Wagner fut donc bien un révolutionnaire ; il l’avait été avant 1848, il le resta jusqu’à sa mort. Dans quel sens il le fut, c’est ce que je chercherai à faire comprendre aux chapitres qui traitent de sa politique et de sa doctrine de la régénération. Qu’il me suffise de constater ici qu’il n’avait que peu de points de contact, même extérieur, avec les protagonistes du mouvement auquel il se trouva mêlé ; au fond, ils lui étaient absolument étrangers, et lui, il leur était plus étranger encore.
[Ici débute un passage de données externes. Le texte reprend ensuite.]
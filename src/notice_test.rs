use super::*;

fn drain(rx: &mut broadcast::Receiver<Notice>) -> Vec<Notice> {
    let mut out = Vec::new();
    while let Ok(n) = rx.try_recv() {
        out.push(n);
    }
    out
}

#[test]
fn notify_without_listener_is_noop() {
    let notifier = Notifier::new();
    notifier.notify(Notice::Recovered);
}

#[test]
fn listeners_receive_notices_in_order() {
    let notifier = Notifier::new();
    let mut rx = notifier.subscribe();
    notifier.notify(Notice::Recovering { attempt: 1, max: 3 });
    notifier.notify(Notice::Recovered);
    assert_eq!(drain(&mut rx), vec![Notice::Recovering { attempt: 1, max: 3 }, Notice::Recovered]);
}

#[test]
fn connectivity_emits_only_on_transitions() {
    let notifier = Notifier::new();
    let mut rx = notifier.subscribe();
    let monitor = ConnectivityMonitor::new(notifier);

    monitor.observe(true);
    monitor.observe(false);
    monitor.observe(false);
    assert!(!monitor.is_online());
    monitor.observe(true);
    monitor.observe(true);

    assert_eq!(drain(&mut rx), vec![Notice::Offline, Notice::Online]);
    assert!(monitor.is_online());
}
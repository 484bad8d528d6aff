//! Shared error classification.
//!
//! Every module owns its own `thiserror` enum. This trait gives callers a
//! uniform way to pick a grepable code and decide whether a failure is worth
//! retrying (transient network/backend trouble) or should be surfaced as-is
//! (validation, not-found, rate limiting).

/// Grepable error code and retryable flag.
pub trait ErrorCode: std::fmt::Display {
    fn error_code(&self) -> &'static str;

    fn retryable(&self) -> bool {
        false
    }
}
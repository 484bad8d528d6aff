//! In-memory rate limiting for admin authentication attempts.
//!
//! DESIGN
//! ======
//! Sliding-window counters backed by `HashMap<String, VecDeque<Instant>>`,
//! keyed by whatever identifies the actor (email, username). Default limit
//! is 5 attempts per 15 minutes. Timestamps older than the window are pruned
//! lazily on every check.
//!
//! Checking and recording are separate: `is_allowed` never records, and the
//! caller records every attempt it actually makes (success or failure) right
//! after the check passes. `check_and_record` does both under one lock.
//!
//! TRADE-OFFS
//! ==========
//! State lives only in this process. Restarting or clearing it resets every
//! window, so this is a UX deterrent, not a security boundary; brute-force
//! protection has to be enforced server-side.

use std::collections::{HashMap, VecDeque};
use std::sync::{Arc, Mutex, PoisonError};
use std::time::{Duration, Instant};

use crate::error::ErrorCode;

pub const DEFAULT_MAX_ATTEMPTS: usize = 5;
pub const DEFAULT_WINDOW_SECS: u64 = 15 * 60;

#[derive(Debug, Clone, Copy, PartialEq, Eq)]
pub struct RateLimitConfig {
    pub max_attempts: usize,
    pub window: Duration,
}

impl Default for RateLimitConfig {
    fn default() -> Self {
        Self { max_attempts: DEFAULT_MAX_ATTEMPTS, window: Duration::from_secs(DEFAULT_WINDOW_SECS) }
    }
}

// =============================================================================
// ERROR TYPE
// =============================================================================

#[derive(Debug, Clone, PartialEq, Eq, thiserror::Error)]
pub enum RateLimitError {
    #[error("too many attempts; try again in {}s", retry_after.as_secs().max(1))]
    Locked { retry_after: Duration },
}

impl ErrorCode for RateLimitError {
    fn error_code(&self) -> &'static str {
        "E_RATE_LIMITED"
    }
}

// =============================================================================
// RATE LIMITER
// =============================================================================

#[derive(Clone)]
pub struct AuthRateLimiter {
    attempts: Arc<Mutex<HashMap<String, VecDeque<Instant>>>>,
    config: RateLimitConfig,
}

impl AuthRateLimiter {
    /// `max_attempts` is clamped to at least 1; a limiter that admits
    /// nothing could never report when it unlocks.
    #[must_use]
    pub fn new(mut config: RateLimitConfig) -> Self {
        config.max_attempts = config.max_attempts.max(1);
        Self { attempts: Arc::new(Mutex::new(HashMap::new())), config }
    }

    #[must_use]
    pub fn config(&self) -> RateLimitConfig {
        self.config
    }

    /// True when another attempt for `key` fits in the window. Does not record.
    #[must_use]
    pub fn is_allowed(&self, key: &str) -> bool {
        self.is_allowed_at(key, Instant::now())
    }

    fn is_allowed_at(&self, key: &str, now: Instant) -> bool {
        let mut attempts = self.lock();
        let Some(deque) = attempts.get_mut(key) else {
            return true;
        };
        prune_window(deque, now, self.config.window);
        deque.len() < self.config.max_attempts
    }

    /// Record one attempt for `key`, whatever its outcome.
    pub fn record_attempt(&self, key: &str) {
        self.record_attempt_at(key, Instant::now());
    }

    fn record_attempt_at(&self, key: &str, now: Instant) {
        let mut attempts = self.lock();
        let deque = attempts.entry(key.to_owned()).or_default();
        prune_window(deque, now, self.config.window);
        deque.push_back(now);
    }

    /// Check the window, then record the attempt if it fits.
    ///
    /// # Errors
    ///
    /// Returns [`RateLimitError::Locked`] with the remaining lock time when
    /// the window is full. Nothing is recorded in that case.
    pub fn check_and_record(&self, key: &str) -> Result<(), RateLimitError> {
        self.check_and_record_at(key, Instant::now())
    }

    fn check_and_record_at(&self, key: &str, now: Instant) -> Result<(), RateLimitError> {
        let mut attempts = self.lock();
        let deque = attempts.entry(key.to_owned()).or_default();
        prune_window(deque, now, self.config.window);
        if deque.len() >= self.config.max_attempts {
            return Err(RateLimitError::Locked { retry_after: remaining(deque, now, self.config) });
        }
        deque.push_back(now);
        Ok(())
    }

    /// Time until an attempt slot frees up; zero when currently allowed.
    #[must_use]
    pub fn remaining_lock(&self, key: &str) -> Duration {
        self.remaining_lock_at(key, Instant::now())
    }

    fn remaining_lock_at(&self, key: &str, now: Instant) -> Duration {
        let mut attempts = self.lock();
        let Some(deque) = attempts.get_mut(key) else {
            return Duration::ZERO;
        };
        prune_window(deque, now, self.config.window);
        remaining(deque, now, self.config)
    }

    /// Forget all attempts for `key`, e.g. after an administrator unlock.
    pub fn reset(&self, key: &str) {
        self.lock().remove(key);
    }

    fn lock(&self) -> std::sync::MutexGuard<'_, HashMap<String, VecDeque<Instant>>> {
        self.attempts.lock().unwrap_or_else(PoisonError::into_inner)
    }
}

impl Default for AuthRateLimiter {
    fn default() -> Self {
        Self::new(RateLimitConfig::default())
    }
}

// =============================================================================
// HELPERS
// =============================================================================

/// Drop timestamps that have aged out. An attempt exactly `window` old no
/// longer counts.
fn prune_window(deque: &mut VecDeque<Instant>, now: Instant, window: Duration) {
    while let Some(&front) = deque.front() {
        if now.saturating_duration_since(front) >= window {
            deque.pop_front();
        } else {
            break;
        }
    }
}

/// Assumes `deque` was pruned at `now`.
fn remaining(deque: &VecDeque<Instant>, now: Instant, config: RateLimitConfig) -> Duration {
    if deque.len() < config.max_attempts {
        return Duration::ZERO;
    }
    // EDGE: the slot frees when the oldest attempt still counted expires.
    let idx = deque.len() - config.max_attempts;
    deque
        .get(idx)
        .map_or(Duration::ZERO, |&oldest| (oldest + config.window).saturating_duration_since(now))
}

// =============================================================================
// TESTS
// =============================================================================

#[cfg(test)]
#[path = "rate_limit_test.rs"]
mod tests;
Bakounine a témoigné, en pleine audience, « qu’il avait immédiatement reconnu Wagner pour un rêveur sans portée pratique ». Ce jugement est caractéristique de ce que pensaient de lui les vrais politiciens. Et ils avaient raison : Wagner n’était pas des leurs. Ce qui le trompa, ce fut l’indomptable poussée de ses aspirations. Là encore, comme souvent dans ses amitiés et dans ses espérances, le pressant besoin de son âme, exaspéré par la puissance créatrice d’une imagination ardente, lui fit faire fausse route.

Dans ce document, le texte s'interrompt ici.